Some members of Wicca prefer to enact their rituals “sky-clad,” shedding their garments as an expression of pride in the bodies they inherited from their gods. They may practice this alone or in the presence of a coven but, like almost everything
else associated with Wicca, the decision is left up to the individual. A number of Wiccans, for example, choose to wear ritual garments, especially for festivals and formal sacraments. And, as we shall see, “skyclad” may owe more to the carnal curiosity of a twentieth-century male than to pagan traditions.

One of the more common group activities among Wiccans involves casting “The Magickal Circle,” which is actually conceived as a sphere separating Wiccans from the rest of the world and its negativity, and extending above and below the ground or floor.
11
This presents problems for modern apartment-dwelling Wiccans, since a circle of sufficient diameter could extend into other dwellings directly above and below the Wiccan's residence. As a result, high-rise adherents are advised to cast their circles late at night, when adjacent residents are sleeping and thus unlikely to pass through the “magick space.”

A Magickal Circle holds four Watch Towers, one at each quadrant of the compass, and each Watch Tower represents one of the four elements of Wicca: Earth, Air, Fire and Water. North is the location of Earth, and Earth represents the body of Life. As the darkest and heaviest of the four elements, Earth is Mother, the source of our lives, and our final destination. From Earth, Wiccans draw stability, abundance, growth and patience. Air, representing the breath of life and the fresh breezes of change, resides at the eastern point of the Circle, where the sun rises. Air is considered a masculine quality, providing clarity of thought, truth and the conscious expression of the Will.

At the south point of the circle, Fire represents the energy of life, the location of the sun in midsummer. Another masculine quality, Fire provides the Earth Mother with energy, encouraging a bountiful harvest, and provides the Wiccan with courage, conviction and passion. It also threatens anger and hostility if shown inadequate respect.

11
The “magick” spelling in this context was introduced by Aleister Crowley.

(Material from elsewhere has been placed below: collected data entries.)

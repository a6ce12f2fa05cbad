//! [`WikiEditor`] — transactional mutation of one wiki record.
//!
//! Load a record, call typed setters that accumulate a field-level diff plus
//! queued events and outbox jobs, then `commit()` once. Nothing touches
//! storage, the event sink, or the cache until commit; a dropped editor
//! leaves no trace, including for side-effecting jobs.

use std::sync::Arc;

use chrono::Utc;
use serde::Serialize;
use serde_json::Value;

use acre_core::{
  event::{EventSink, LifecycleEvent},
  store::{FarmStore, JobPayload},
  wiki::{InactiveExemption, LifecycleState, WikiRecord},
};

use crate::{cache::WikiCache, Error, Result};

/// One tracked mutation, kept for the audit summary.
#[derive(Debug, Clone)]
pub struct FieldChange {
  pub field: String,
  pub old:   Value,
  pub new:   Value,
}

pub struct WikiEditor<S> {
  store:      Arc<S>,
  cache:      Arc<WikiCache>,
  sink:       Arc<dyn EventSink>,
  record:     WikiRecord,
  changes:    Vec<FieldChange>,
  events:     Vec<LifecycleEvent>,
  jobs:       Vec<JobPayload>,
  log_action: Option<&'static str>,
}

impl<S: FarmStore> WikiEditor<S> {
  /// Load the wiki `dbname` for editing. Fails with
  /// [`acre_core::Error::WikiNotFound`] if no such row exists — callers on
  /// background paths catch this rather than rendering anything.
  pub async fn load(
    store: Arc<S>,
    cache: Arc<WikiCache>,
    sink: Arc<dyn EventSink>,
    dbname: &str,
  ) -> Result<Self> {
    let record = store
      .get_wiki(dbname)
      .await
      .map_err(Error::store)?
      .ok_or_else(|| acre_core::Error::WikiNotFound(dbname.to_owned()))?;

    Ok(Self {
      store,
      cache,
      sink,
      record,
      changes: Vec::new(),
      events: Vec::new(),
      jobs: Vec::new(),
      log_action: None,
    })
  }

  pub fn record(&self) -> &WikiRecord { &self.record }

  pub fn has_changes(&self) -> bool { !self.changes.is_empty() }

  pub fn changes(&self) -> &[FieldChange] { &self.changes }

  /// Override the default `"settings"` audit action for this commit.
  pub fn set_log_action(&mut self, action: &'static str) {
    self.log_action = Some(action);
  }

  fn track(
    &mut self,
    field: impl Into<String>,
    old: impl Serialize,
    new: impl Serialize,
  ) {
    let old = serde_json::to_value(old).unwrap_or(Value::Null);
    let new = serde_json::to_value(new).unwrap_or(Value::Null);
    self.changes.push(FieldChange { field: field.into(), old, new });
  }

  // ── Plain fields ──────────────────────────────────────────────────────────

  pub fn set_sitename(&mut self, sitename: impl Into<String>) {
    let sitename = sitename.into();
    if self.record.sitename != sitename {
      let old = self.record.sitename.clone();
      self.track("sitename", &old, &sitename);
      self.record.sitename = sitename;
    }
  }

  pub fn set_language(&mut self, language: impl Into<String>) {
    let language = language.into();
    if self.record.language != language {
      let old = self.record.language.clone();
      self.track("language", &old, &language);
      self.record.language = language;
    }
  }

  pub fn set_category(&mut self, category: impl Into<String>) {
    let category = category.into();
    if self.record.category != category {
      let old = self.record.category.clone();
      self.track("category", &old, &category);
      self.record.category = category;
    }
  }

  pub fn set_server_url(&mut self, server_url: Option<String>) {
    if self.record.server_url != server_url {
      let old = self.record.server_url.clone();
      self.track("server_url", &old, &server_url);
      self.record.server_url = server_url;
    }
  }

  pub fn set_db_cluster(&mut self, db_cluster: impl Into<String>) {
    let db_cluster = db_cluster.into();
    if self.record.db_cluster != db_cluster {
      let old = self.record.db_cluster.clone();
      self.track("db_cluster", &old, &db_cluster);
      self.record.db_cluster = db_cluster;
    }
  }

  pub fn set_experimental(&mut self, experimental: bool) {
    if self.record.experimental != experimental {
      self.track("experimental", self.record.experimental, experimental);
      self.record.experimental = experimental;
    }
  }

  pub fn lock(&mut self) {
    if !self.record.locked {
      self.track("locked", false, true);
      self.record.locked = true;
    }
  }

  pub fn unlock(&mut self) {
    if self.record.locked {
      self.track("locked", true, false);
      self.record.locked = false;
    }
  }

  pub fn set_inactive_exempt(&mut self, reason: Option<String>) {
    let exemption = Some(InactiveExemption { reason });
    if self.record.inactive_exempt != exemption {
      let old = self.record.inactive_exempt.clone();
      self.track("inactive_exempt", &old, &exemption);
      self.record.inactive_exempt = exemption;
    }
  }

  pub fn clear_inactive_exempt(&mut self) {
    if self.record.inactive_exempt.is_some() {
      let old = self.record.inactive_exempt.clone();
      self.track("inactive_exempt", &old, &None::<InactiveExemption>);
      self.record.inactive_exempt = None;
    }
  }

  // ── Privacy ───────────────────────────────────────────────────────────────

  /// Staged, not dispatched: the container-access job reaches the outbox only
  /// when `commit()` runs.
  pub fn mark_private(&mut self) {
    if !self.record.private {
      self.track("private", false, true);
      self.record.private = true;
      self.events.push(LifecycleEvent::MadePrivate {
        dbname: self.record.dbname.clone(),
      });
      self.jobs.push(JobPayload::SetContainerAccess {
        dbname:  self.record.dbname.clone(),
        private: true,
      });
    }
  }

  pub fn mark_public(&mut self) {
    if self.record.private {
      self.track("private", true, false);
      self.record.private = false;
      self.events.push(LifecycleEvent::MadePublic {
        dbname: self.record.dbname.clone(),
      });
      self.jobs.push(JobPayload::SetContainerAccess {
        dbname:  self.record.dbname.clone(),
        private: false,
      });
    }
  }

  // ── Lifecycle transitions ─────────────────────────────────────────────────

  fn set_state(&mut self, new: LifecycleState) {
    self.track(
      "state",
      self.record.state.discriminant(),
      new.discriminant(),
    );
    self.record.state = new;
  }

  pub fn mark_closed(&mut self) {
    if !matches!(self.record.state, LifecycleState::Closed { .. }) {
      self.set_state(LifecycleState::Closed { since: Utc::now() });
      self.events.push(LifecycleEvent::Closed {
        dbname: self.record.dbname.clone(),
      });
    }
  }

  pub fn mark_inactive(&mut self) {
    if !matches!(self.record.state, LifecycleState::Inactive { .. }) {
      self.set_state(LifecycleState::Inactive { since: Utc::now() });
    }
  }

  /// Return to `Active`, discarding any closed/inactive/deleted timestamp.
  pub fn mark_active(&mut self) {
    if !self.record.state.is_active() {
      self.set_state(LifecycleState::Active);
      self.events.push(LifecycleEvent::Opened {
        dbname: self.record.dbname.clone(),
      });
    }
  }

  /// Soft delete: the row stays, the closed/inactive timestamps do not.
  pub fn mark_deleted(&mut self) {
    if !self.record.state.is_deleted() {
      self.set_state(LifecycleState::Deleted { since: Utc::now() });
      self.events.push(LifecycleEvent::Deleted {
        dbname: self.record.dbname.clone(),
      });
      self.log_action.get_or_insert("delete");
    }
  }

  // ── Extra fields ──────────────────────────────────────────────────────────

  /// Write an open-map field. Writing the value the field already holds
  /// (with `default` standing in for an absent key) records no change. A
  /// value that cannot be serialised is dropped, keeping the prior value.
  pub fn set_extra<T: Serialize>(
    &mut self,
    key: &str,
    value: T,
    default: Value,
  ) {
    let new = match serde_json::to_value(value) {
      Ok(v) => v,
      Err(err) => {
        tracing::warn!(
          dbname = %self.record.dbname,
          key,
          %err,
          "dropping unserialisable extra-field write"
        );
        return;
      }
    };

    let current = self.record.extra.get(key).cloned().unwrap_or(default);
    if current == new {
      return;
    }

    self.track(format!("extra.{key}"), current, &new);
    self.record.extra.insert(key.to_owned(), new);
  }

  /// Default-aware read of an open-map field.
  pub fn extra(&self, key: &str, default: Value) -> Value {
    self.record.extra.get(key).cloned().unwrap_or(default)
  }

  // ── Commit ────────────────────────────────────────────────────────────────

  /// Persist the accumulated diff. With no staged changes this is a no-op:
  /// no storage write, no events, no cache churn.
  ///
  /// Ordering is load-bearing: columns are persisted first, then events are
  /// published in the order their setters ran, then the read cache is
  /// rebuilt. Event consumers that need fresh data reload from canonical
  /// storage and may not rely on the cache being current yet.
  pub async fn commit(&mut self) -> Result<()> {
    if self.changes.is_empty() {
      return Ok(());
    }

    // Staged jobs outlive a failed write so a retried commit still
    // dispatches them.
    self
      .store
      .update_wiki(&self.record, self.jobs.clone())
      .await
      .map_err(Error::store)?;
    self.jobs.clear();

    for event in self.events.drain(..) {
      self.sink.publish(event);
    }

    // The record is durable at this point; a stale cache entry heals on the
    // next read, so a rebuild failure must not fail the commit.
    self.cache.invalidate(&self.record.dbname);
    if let Err(err) = self.cache.write(&self.record) {
      tracing::warn!(
        dbname = %self.record.dbname,
        %err,
        "cache rebuild failed after commit"
      );
    }

    let fields: Vec<&str> =
      self.changes.iter().map(|c| c.field.as_str()).collect();
    tracing::info!(
      dbname = %self.record.dbname,
      action = self.log_action.unwrap_or("settings"),
      fields = fields.join(", "),
      "wiki updated"
    );

    self.changes.clear();
    self.log_action = None;
    Ok(())
  }
}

The womb of Mother Earth is Water, guardian of the western quadrant of the Magickal Circle. This is where the sun sets,
and where souls pass into the invisible world. Water also corresponds with the moon, acknowledging the satellite's effect on the tides. It is also an intuitive element, capable of perplexing the logical rationale of Air, and Wiccans look to Water for cleansing, sensitivity, compassion and love.

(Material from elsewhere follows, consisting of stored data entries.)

//! HTML extraction rules for each documentation source.
//!
//! All functions are pure: they take a page body and the url it came from and
//! return well-formed [`Document`]s. Items without a title or without content
//! are skipped.

use std::collections::{HashMap, HashSet};

use regex::Regex;
use scraper::node::Node;
use scraper::{ElementRef, Html, Selector};

use crate::document::{DocMetadata, DocType, Document};
use crate::{Error, Result};

const STD_CATEGORY: &str = "module";
const CRATE_CATEGORY: &str = "crate-doc";
const BOOK_CATEGORY: &str = "book";

/// Elements whose text is never content
const SKIPPED_ELEMENTS: &[&str] = &["script", "style", "noscript", "iframe", "svg", "head", "nav"];

fn selector(css: &str) -> Result<Selector> {
    Selector::parse(css).map_err(|e| Error::Scrape(format!("invalid CSS selector {css:?}: {e:?}")))
}

/// Concatenates text fragments, collapsing every run of whitespace into one space.
fn clean_text<'a>(parts: impl Iterator<Item = &'a str>) -> String {
    let raw: String = parts.collect();
    raw.split_whitespace().collect::<Vec<_>>().join(" ")
}

fn first_text(element: ElementRef<'_>, selector: &Selector) -> String {
    element
        .select(selector)
        .next()
        .map(|e| clean_text(e.text()))
        .unwrap_or_default()
}

/// Last meaningful path segment of a page url: `.../std/` gives `std`,
/// `.../std/collections/index.html` gives `collections`.
fn module_from_url(page_url: &str) -> Option<String> {
    page_url
        .split(['#', '?'])
        .next()?
        .split('/')
        .filter(|s| !s.is_empty() && *s != "index.html")
        .last()
        .filter(|s| !s.ends_with(':'))
        .map(String::from)
}

fn resolve(page_url: &str, href: &str) -> Option<String> {
    url::Url::parse(page_url)
        .and_then(|base| base.join(href))
        .ok()
        .map(|u| u.to_string())
}

fn slugify(title: &str) -> String {
    let mut slug = String::with_capacity(title.len());
    for c in title.chars() {
        if c.is_alphanumeric() {
            slug.extend(c.to_lowercase());
        } else if !slug.ends_with('-') && !slug.is_empty() {
            slug.push('-');
        }
    }
    slug.trim_end_matches('-').to_string()
}

struct StdPage<'a> {
    page_url: &'a str,
    module: Option<String>,
    seen: HashSet<String>,
    docs: Vec<Document>,
}

impl StdPage<'_> {
    fn push(&mut self, title: String, content: String, href: Option<&str>) {
        if title.is_empty() || content.is_empty() {
            return;
        }

        let url = href
            .and_then(|href| resolve(self.page_url, href))
            .unwrap_or_else(|| format!("{}#{}", self.page_url, title.to_lowercase()));
        if !self.seen.insert(url.clone()) {
            return;
        }

        self.docs.push(Document {
            title,
            content,
            url,
            doc_type: DocType::Std,
            metadata: DocMetadata {
                module: self.module.clone(),
                category: Some(STD_CATEGORY.to_string()),
                ..Default::default()
            },
        });
    }
}

/// Items listed on a standard library index page.
///
/// Understands `.module-item` blocks as well as rustdoc's item tables, both
/// the `dl.item-table` (`dt`/`dd`) and the `.item-row` layouts.
pub fn parse_std_index(html: &str, page_url: &str) -> Result<Vec<Document>> {
    let document = Html::parse_document(html);
    let mut page = StdPage {
        page_url,
        module: module_from_url(page_url),
        seen: HashSet::new(),
        docs: Vec::new(),
    };

    let link = selector("a[href]")?;

    let module_item = selector(".module-item")?;
    let module_item_title = selector(".module-item-title")?;
    let docblock = selector(".docblock")?;
    for item in document.select(&module_item) {
        let title = first_text(item, &module_item_title);
        let content = first_text(item, &docblock);
        let href = item.select(&link).next().and_then(|a| a.value().attr("href"));
        page.push(title, content, href);
    }

    let table_name = selector("dl.item-table > dt")?;
    for dt in document.select(&table_name) {
        let title = clean_text(dt.text());
        let href = dt.select(&link).next().and_then(|a| a.value().attr("href"));
        let content = dt
            .next_siblings()
            .filter_map(ElementRef::wrap)
            .next()
            .filter(|e| e.value().name() == "dd")
            .map(|dd| clean_text(dd.text()))
            .unwrap_or_default();
        page.push(title, content, href);
    }

    let item_row = selector(".item-row")?;
    let item_name = selector(".item-name")?;
    let item_desc = selector(".desc")?;
    for row in document.select(&item_row) {
        let title = first_text(row, &item_name);
        let content = first_text(row, &item_desc);
        let href = row.select(&link).next().and_then(|a| a.value().attr("href"));
        page.push(title, content, href);
    }

    Ok(page.docs)
}

/// Doc blocks on a crate page, each titled by the first heading of its section.
pub fn parse_crate_page(html: &str, page_url: &str) -> Result<Vec<Document>> {
    let document = Html::parse_document(html);
    let docblock = selector(".docblock")?;
    let heading = selector("h1, h2, h3")?;

    let mut fragments: HashMap<String, usize> = HashMap::new();
    let mut docs = Vec::new();

    for block in document.select(&docblock) {
        let Some(section) = block
            .ancestors()
            .filter_map(ElementRef::wrap)
            .find(|e| e.value().name() == "section")
        else {
            continue;
        };

        let title = first_text(section, &heading);
        let content = clean_text(block.text());
        if title.is_empty() || content.is_empty() {
            continue;
        }

        // several blocks can share a page; the fragment keeps urls unique
        let slug = slugify(&title);
        let count = fragments.entry(slug.clone()).or_insert(0);
        *count += 1;
        let fragment = if *count == 1 {
            slug
        } else {
            format!("{slug}-{count}")
        };

        docs.push(Document {
            title,
            content,
            url: format!("{page_url}#{fragment}"),
            doc_type: DocType::Crate,
            metadata: DocMetadata {
                category: Some(CRATE_CATEGORY.to_string()),
                ..Default::default()
            },
        });
    }

    Ok(docs)
}

/// Chapters listed in a book's table of contents.
///
/// Content is left empty; see [`extract_main_text`] for filling it in from
/// the chapter page.
pub fn parse_book_toc(html: &str, book_url: &str) -> Result<Vec<Document>> {
    let document = Html::parse_document(html);
    let chapter = selector(".chapter-item")?;
    let link = selector("a[href]")?;
    let base = book_url.trim_end_matches('/');

    let mut seen = HashSet::new();
    let mut docs = Vec::new();

    for item in document.select(&chapter) {
        let Some(anchor) = item.select(&link).next() else {
            continue;
        };
        let title = clean_text(anchor.text());
        let href = anchor.value().attr("href").unwrap_or_default().trim_start_matches("./");
        if title.is_empty() || href.is_empty() {
            continue;
        }

        let url = format!("{base}/{href}");
        if !seen.insert(url.clone()) {
            continue;
        }

        docs.push(Document {
            title,
            content: String::new(),
            url,
            doc_type: DocType::Guide,
            metadata: DocMetadata {
                category: Some(BOOK_CATEGORY.to_string()),
                ..Default::default()
            },
        });
    }

    Ok(docs)
}

/// Visible text of a page's `main` element (or `body` when there is none).
pub fn extract_main_text(html: &str) -> Result<String> {
    let document = Html::parse_document(html);

    let root = document
        .select(&selector("main")?)
        .next()
        .or_else(|| document.select(&selector("body").ok()?).next());

    let mut parts = Vec::new();
    if let Some(root) = root {
        collect_text(root, &mut parts);
    }
    Ok(clean_text(parts.into_iter()))
}

/// Plain text of a markdown (or HTML) document.
///
/// Fenced code blocks and inline code spans are dropped, remaining markup is
/// parsed as an HTML fragment and only its visible text is kept.
pub fn clean_markdown(content: &str) -> Result<String> {
    let fenced = Regex::new(r"```[\s\S]*?```").map_err(|e| Error::Scrape(e.to_string()))?;
    let inline = Regex::new(r"`[^`]*`").map_err(|e| Error::Scrape(e.to_string()))?;

    let without_fences = fenced.replace_all(content, " ");
    let without_code = inline.replace_all(&without_fences, "");

    let fragment = Html::parse_fragment(&without_code);
    let mut parts = Vec::new();
    collect_text(fragment.root_element(), &mut parts);
    Ok(clean_text(parts.into_iter()))
}

fn collect_text<'a>(element: ElementRef<'a>, parts: &mut Vec<&'a str>) {
    if SKIPPED_ELEMENTS.contains(&element.value().name()) {
        return;
    }

    for child in element.children() {
        match child.value() {
            Node::Text(text) => parts.push(&**text),
            Node::Element(_) => {
                if let Some(child) = ElementRef::wrap(child) {
                    collect_text(child, parts);
                }
            }
            _ => {}
        }
    }
}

A typical Magickal Circle, visualized as a three-dimensional sphere.

The technique used to create Magickal Circles suggests a naive Harry Potter–like approach. Everything occurs within the imaginative mind of the Wiccan who, if creating a circle for her individual use, need make it only as large as her own body. The process appears to have as many variations as sources, but among the most common directions are these:

1. The space within which the circle is formed may be a highrise urban apartment or a lush clearing in a forest or jungle. Location is irrelevant.

2. The first step requires cleansing the space, either blessing the area by sweeping the floor or ground, or making a great deal of noise to drive away evil influences (not recommended for apartment dwellers in the dead of night).

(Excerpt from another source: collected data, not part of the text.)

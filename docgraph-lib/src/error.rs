//! Error types for docgraph

use thiserror::Error;

/// Result type alias for docgraph operations
pub type Result<T> = std::result::Result<T, Error>;

/// Errors that can occur in docgraph operations
#[derive(Error, Debug)]
pub enum Error {
    /// The embedding provider failed to produce a vector
    #[error("embedding provider error: {0}")]
    Provider(String),

    /// A vector or graph store was unreachable or rejected a read/write
    #[error("store error: {0}")]
    Store(String),

    /// Vector or node id does not exist
    #[error("not found: {0}")]
    NotFound(String),

    /// A source page could not be fetched or parsed
    #[error("scrape error: {0}")]
    Scrape(String),

    /// Configuration is missing or malformed
    #[error("configuration error: {0}")]
    Config(String),

    /// Invalid input provided
    #[error("invalid input: {0}")]
    InvalidInput(String),
}

impl Error {
    /// Returns `true` for [`Error::NotFound`].
    #[must_use]
    pub fn is_not_found(&self) -> bool {
        matches!(self, Self::NotFound(_))
    }
}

3. Solitary Wiccans stand at the circle's center; when three or more are creating the circle they position themselves around its circumference. Relaxing until they feel the energy of the Earth, they turn to face one of the four Watch Towers, gathering its special energy in one hand while pulling energy from the sky with the other hand.

4. Using both hands, they apply the energy to the imaginary spherical shape enclosing them, repeating the process with each of the four Watch Tower locations. Each application builds the sphere's walls, making them thicker and more protective.

5. When the Wiccans sense the invisible sphere is stable, they cease building its walls. The Sphere now may be perceived in various
ways—as a color, a thickening of the air, a wall of electrical power, or simply the source of a low hum.